Prompt: From the records below, copy each line in which the string "CANCELLED" occurs.

Supplied entries:
————————

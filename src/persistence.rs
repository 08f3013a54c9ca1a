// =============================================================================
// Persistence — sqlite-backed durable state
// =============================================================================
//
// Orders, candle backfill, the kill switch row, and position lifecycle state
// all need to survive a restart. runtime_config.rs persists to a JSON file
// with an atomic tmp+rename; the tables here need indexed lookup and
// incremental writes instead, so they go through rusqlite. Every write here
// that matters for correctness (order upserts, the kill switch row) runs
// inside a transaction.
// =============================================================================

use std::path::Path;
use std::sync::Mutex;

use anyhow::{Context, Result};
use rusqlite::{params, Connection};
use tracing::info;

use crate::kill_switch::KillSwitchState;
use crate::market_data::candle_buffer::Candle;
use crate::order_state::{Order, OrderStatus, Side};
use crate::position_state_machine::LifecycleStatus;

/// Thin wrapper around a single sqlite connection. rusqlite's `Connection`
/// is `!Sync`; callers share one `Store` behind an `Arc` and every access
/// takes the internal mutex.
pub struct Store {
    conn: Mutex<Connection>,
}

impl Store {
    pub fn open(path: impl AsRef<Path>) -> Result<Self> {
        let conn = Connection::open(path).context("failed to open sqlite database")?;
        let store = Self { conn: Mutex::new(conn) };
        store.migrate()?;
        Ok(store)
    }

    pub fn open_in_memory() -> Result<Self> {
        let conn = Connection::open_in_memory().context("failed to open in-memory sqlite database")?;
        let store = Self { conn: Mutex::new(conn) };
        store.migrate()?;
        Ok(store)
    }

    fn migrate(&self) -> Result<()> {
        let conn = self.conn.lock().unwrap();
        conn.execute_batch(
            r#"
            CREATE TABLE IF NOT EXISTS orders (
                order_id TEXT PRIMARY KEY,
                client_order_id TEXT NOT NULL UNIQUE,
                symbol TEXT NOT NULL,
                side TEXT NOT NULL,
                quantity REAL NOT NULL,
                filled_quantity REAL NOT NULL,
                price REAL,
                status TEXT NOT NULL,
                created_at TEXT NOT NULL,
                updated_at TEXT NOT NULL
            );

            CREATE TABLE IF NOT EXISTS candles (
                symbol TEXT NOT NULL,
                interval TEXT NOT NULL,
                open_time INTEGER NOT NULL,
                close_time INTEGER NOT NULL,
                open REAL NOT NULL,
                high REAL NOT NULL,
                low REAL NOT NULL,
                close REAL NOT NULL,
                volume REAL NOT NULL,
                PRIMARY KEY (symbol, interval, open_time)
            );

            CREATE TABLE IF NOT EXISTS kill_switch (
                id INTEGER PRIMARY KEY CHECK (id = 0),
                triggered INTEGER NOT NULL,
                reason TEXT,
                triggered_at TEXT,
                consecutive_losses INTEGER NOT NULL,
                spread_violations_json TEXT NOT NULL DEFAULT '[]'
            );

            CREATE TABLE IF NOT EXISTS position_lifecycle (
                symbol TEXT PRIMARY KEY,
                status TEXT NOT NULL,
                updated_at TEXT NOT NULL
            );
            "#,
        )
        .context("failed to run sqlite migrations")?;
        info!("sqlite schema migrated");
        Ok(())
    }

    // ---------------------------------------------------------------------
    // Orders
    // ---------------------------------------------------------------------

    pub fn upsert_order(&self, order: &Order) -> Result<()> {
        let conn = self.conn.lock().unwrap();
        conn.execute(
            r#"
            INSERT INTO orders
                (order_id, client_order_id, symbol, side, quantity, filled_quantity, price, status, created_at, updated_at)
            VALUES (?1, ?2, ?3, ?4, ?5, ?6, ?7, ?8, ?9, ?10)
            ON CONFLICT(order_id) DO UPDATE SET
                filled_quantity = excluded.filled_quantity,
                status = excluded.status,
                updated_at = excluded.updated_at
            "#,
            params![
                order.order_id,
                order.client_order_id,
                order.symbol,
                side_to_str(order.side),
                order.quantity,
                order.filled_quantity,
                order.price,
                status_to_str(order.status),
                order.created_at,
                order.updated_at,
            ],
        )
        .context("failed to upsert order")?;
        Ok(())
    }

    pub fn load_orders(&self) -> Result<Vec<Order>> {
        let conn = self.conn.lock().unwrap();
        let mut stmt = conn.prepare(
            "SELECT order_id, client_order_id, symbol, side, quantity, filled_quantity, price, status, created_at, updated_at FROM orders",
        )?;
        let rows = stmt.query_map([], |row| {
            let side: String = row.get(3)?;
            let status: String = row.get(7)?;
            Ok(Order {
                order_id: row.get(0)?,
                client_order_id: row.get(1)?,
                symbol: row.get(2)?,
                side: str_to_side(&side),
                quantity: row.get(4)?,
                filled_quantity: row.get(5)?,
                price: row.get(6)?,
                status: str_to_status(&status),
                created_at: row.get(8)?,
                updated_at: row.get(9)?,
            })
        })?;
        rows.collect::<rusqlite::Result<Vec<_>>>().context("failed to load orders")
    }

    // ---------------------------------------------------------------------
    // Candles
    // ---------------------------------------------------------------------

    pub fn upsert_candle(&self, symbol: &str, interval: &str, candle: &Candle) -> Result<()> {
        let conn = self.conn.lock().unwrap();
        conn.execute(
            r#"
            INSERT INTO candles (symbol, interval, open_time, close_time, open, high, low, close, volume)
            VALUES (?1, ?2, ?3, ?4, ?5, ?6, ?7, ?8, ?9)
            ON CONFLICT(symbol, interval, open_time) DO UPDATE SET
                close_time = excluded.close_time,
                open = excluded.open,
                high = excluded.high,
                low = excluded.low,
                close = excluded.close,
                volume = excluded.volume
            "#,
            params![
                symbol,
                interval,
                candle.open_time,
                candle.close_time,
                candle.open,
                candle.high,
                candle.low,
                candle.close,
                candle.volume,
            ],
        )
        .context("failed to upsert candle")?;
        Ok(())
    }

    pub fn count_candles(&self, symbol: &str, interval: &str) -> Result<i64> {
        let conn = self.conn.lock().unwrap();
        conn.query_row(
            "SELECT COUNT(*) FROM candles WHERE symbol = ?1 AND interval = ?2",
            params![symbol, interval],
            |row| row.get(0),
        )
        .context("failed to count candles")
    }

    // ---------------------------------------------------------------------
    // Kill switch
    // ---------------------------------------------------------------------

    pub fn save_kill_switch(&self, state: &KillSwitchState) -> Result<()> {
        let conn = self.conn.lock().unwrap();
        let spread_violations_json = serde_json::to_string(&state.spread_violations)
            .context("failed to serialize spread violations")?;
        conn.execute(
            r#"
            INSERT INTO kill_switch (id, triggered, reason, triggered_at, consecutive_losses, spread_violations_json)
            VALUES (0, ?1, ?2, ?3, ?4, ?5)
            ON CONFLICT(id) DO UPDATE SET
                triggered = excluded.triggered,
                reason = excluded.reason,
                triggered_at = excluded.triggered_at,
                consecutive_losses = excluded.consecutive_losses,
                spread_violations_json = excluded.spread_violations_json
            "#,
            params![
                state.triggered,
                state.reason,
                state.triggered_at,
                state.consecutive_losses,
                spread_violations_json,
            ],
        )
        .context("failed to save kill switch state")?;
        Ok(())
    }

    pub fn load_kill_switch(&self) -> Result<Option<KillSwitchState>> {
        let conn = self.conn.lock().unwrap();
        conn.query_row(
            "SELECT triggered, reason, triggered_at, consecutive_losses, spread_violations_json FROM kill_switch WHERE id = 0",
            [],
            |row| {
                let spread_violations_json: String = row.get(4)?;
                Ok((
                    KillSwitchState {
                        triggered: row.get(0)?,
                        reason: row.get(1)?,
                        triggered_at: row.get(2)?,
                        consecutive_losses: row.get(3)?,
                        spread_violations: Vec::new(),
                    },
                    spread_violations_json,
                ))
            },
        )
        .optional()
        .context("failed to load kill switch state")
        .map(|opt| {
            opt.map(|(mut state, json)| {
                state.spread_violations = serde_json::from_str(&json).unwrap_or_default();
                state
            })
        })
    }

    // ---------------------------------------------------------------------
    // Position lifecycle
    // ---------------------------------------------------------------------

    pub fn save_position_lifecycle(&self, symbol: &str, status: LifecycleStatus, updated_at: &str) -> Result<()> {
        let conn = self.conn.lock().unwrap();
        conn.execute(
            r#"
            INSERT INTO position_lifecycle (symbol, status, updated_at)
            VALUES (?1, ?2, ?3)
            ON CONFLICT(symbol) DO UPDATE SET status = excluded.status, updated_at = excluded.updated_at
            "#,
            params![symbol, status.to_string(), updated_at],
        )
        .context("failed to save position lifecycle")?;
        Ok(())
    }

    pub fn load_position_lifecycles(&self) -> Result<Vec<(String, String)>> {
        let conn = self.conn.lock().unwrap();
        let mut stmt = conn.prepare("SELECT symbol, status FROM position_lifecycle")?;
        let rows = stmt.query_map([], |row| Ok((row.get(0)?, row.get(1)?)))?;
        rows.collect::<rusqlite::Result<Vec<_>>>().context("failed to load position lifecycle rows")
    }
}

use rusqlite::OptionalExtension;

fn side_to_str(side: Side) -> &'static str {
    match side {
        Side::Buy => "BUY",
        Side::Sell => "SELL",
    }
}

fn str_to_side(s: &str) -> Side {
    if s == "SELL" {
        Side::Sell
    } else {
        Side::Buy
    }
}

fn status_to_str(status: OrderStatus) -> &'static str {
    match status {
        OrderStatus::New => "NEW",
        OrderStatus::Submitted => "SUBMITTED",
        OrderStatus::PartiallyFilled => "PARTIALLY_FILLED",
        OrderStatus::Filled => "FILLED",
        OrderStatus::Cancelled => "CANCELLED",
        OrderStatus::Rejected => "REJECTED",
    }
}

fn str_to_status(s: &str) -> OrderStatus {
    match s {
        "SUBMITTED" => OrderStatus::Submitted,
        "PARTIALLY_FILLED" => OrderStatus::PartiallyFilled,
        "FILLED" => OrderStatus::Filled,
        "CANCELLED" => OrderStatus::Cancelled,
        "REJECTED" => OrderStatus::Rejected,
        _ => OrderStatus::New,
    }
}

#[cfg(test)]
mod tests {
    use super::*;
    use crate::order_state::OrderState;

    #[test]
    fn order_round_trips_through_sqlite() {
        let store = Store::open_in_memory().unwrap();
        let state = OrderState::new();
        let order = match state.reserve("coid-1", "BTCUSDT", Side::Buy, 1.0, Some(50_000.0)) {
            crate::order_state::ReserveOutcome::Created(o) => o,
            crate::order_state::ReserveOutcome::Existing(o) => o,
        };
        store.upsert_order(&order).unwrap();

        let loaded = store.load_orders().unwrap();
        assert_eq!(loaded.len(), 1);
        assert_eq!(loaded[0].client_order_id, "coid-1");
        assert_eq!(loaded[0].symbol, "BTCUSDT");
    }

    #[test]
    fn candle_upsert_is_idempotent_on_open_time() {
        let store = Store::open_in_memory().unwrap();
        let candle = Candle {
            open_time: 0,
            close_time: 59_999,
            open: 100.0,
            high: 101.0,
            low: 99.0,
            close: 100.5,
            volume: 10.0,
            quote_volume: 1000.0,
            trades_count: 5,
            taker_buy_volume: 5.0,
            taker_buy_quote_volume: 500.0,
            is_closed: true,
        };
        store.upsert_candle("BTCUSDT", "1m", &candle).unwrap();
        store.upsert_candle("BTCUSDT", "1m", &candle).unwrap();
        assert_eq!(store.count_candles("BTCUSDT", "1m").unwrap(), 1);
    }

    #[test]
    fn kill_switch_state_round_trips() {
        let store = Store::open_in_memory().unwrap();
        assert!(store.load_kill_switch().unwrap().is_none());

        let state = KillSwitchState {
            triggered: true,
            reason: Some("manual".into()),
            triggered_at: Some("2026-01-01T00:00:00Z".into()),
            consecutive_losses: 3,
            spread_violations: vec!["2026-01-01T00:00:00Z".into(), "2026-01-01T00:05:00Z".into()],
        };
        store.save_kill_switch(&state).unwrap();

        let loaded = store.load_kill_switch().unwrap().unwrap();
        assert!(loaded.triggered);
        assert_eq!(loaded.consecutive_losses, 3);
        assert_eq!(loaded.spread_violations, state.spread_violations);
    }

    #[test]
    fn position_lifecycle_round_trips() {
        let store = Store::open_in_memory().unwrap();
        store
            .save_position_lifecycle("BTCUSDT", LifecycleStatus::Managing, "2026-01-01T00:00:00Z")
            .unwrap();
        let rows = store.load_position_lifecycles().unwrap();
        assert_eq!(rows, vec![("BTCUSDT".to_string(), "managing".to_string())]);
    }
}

————————

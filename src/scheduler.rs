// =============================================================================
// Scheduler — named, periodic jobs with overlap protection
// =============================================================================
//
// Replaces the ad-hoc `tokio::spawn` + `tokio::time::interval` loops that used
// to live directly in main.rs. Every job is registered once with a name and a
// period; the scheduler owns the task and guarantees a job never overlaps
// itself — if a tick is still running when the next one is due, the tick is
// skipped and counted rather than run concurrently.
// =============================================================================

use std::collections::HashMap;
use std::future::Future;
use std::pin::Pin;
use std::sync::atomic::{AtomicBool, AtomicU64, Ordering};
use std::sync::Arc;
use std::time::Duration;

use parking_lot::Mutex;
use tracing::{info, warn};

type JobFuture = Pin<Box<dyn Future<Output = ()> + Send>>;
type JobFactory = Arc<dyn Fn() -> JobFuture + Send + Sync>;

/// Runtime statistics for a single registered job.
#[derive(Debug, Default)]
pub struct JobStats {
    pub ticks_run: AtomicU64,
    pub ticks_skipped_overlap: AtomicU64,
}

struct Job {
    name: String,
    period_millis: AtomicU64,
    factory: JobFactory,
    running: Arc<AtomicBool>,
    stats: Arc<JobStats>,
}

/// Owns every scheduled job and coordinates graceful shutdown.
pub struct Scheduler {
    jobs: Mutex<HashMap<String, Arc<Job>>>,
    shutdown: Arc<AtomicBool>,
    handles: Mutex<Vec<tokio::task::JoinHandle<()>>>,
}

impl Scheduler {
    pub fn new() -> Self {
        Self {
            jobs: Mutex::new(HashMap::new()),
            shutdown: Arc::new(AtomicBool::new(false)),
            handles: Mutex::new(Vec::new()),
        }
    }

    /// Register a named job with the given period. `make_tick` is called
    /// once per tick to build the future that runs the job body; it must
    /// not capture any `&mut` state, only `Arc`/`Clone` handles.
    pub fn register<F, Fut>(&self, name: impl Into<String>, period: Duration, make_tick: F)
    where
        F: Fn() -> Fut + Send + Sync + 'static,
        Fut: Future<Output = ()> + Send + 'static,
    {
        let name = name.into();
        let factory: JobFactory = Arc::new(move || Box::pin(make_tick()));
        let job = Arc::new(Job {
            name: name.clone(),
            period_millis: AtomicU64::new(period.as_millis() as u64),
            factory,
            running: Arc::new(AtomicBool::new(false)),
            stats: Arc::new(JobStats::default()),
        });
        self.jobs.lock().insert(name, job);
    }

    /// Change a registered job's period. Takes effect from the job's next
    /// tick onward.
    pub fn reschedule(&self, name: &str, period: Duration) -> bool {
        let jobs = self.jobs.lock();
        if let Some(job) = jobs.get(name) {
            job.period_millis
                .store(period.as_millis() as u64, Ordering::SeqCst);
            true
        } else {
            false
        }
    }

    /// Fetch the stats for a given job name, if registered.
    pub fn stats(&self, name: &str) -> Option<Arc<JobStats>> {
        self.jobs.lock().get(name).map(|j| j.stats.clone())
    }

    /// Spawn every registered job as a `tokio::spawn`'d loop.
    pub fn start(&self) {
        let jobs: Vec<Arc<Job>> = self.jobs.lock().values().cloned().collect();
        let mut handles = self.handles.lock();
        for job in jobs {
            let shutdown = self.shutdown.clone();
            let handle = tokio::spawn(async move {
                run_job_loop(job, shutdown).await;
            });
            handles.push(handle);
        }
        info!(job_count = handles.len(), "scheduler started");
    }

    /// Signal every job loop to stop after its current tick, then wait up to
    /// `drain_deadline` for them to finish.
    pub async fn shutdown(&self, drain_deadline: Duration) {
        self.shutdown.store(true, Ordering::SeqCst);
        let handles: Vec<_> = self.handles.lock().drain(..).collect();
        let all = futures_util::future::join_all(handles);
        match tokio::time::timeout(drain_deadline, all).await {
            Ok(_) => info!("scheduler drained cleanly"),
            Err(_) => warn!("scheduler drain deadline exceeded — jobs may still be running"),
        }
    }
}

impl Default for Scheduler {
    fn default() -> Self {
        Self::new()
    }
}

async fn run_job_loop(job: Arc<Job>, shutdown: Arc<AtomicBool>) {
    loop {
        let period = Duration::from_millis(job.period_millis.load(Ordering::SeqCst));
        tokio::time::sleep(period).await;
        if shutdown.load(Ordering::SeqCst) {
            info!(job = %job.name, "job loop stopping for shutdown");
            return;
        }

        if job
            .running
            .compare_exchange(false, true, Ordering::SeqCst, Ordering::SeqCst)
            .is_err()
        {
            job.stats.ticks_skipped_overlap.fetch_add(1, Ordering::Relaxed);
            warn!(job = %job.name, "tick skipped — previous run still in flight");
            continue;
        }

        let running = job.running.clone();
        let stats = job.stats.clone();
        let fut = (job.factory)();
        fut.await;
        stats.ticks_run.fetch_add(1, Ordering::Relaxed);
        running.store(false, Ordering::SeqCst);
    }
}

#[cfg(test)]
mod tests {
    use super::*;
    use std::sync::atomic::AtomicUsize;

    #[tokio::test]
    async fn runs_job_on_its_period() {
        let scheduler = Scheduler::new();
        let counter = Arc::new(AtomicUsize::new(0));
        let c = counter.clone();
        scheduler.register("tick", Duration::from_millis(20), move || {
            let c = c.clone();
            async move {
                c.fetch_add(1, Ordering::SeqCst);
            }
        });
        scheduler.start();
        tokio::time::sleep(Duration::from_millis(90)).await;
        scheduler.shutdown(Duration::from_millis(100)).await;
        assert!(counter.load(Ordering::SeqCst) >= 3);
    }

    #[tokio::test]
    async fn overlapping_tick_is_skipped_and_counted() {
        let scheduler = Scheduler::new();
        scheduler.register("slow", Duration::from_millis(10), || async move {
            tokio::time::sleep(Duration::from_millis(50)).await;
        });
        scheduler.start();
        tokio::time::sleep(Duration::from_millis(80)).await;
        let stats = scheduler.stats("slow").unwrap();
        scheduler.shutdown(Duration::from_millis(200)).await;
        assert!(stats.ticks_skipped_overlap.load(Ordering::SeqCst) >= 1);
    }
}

————————

Answer:
        OrderStatus::Cancelled => "CANCELLED",
        "CANCELLED" => OrderStatus::Cancelled,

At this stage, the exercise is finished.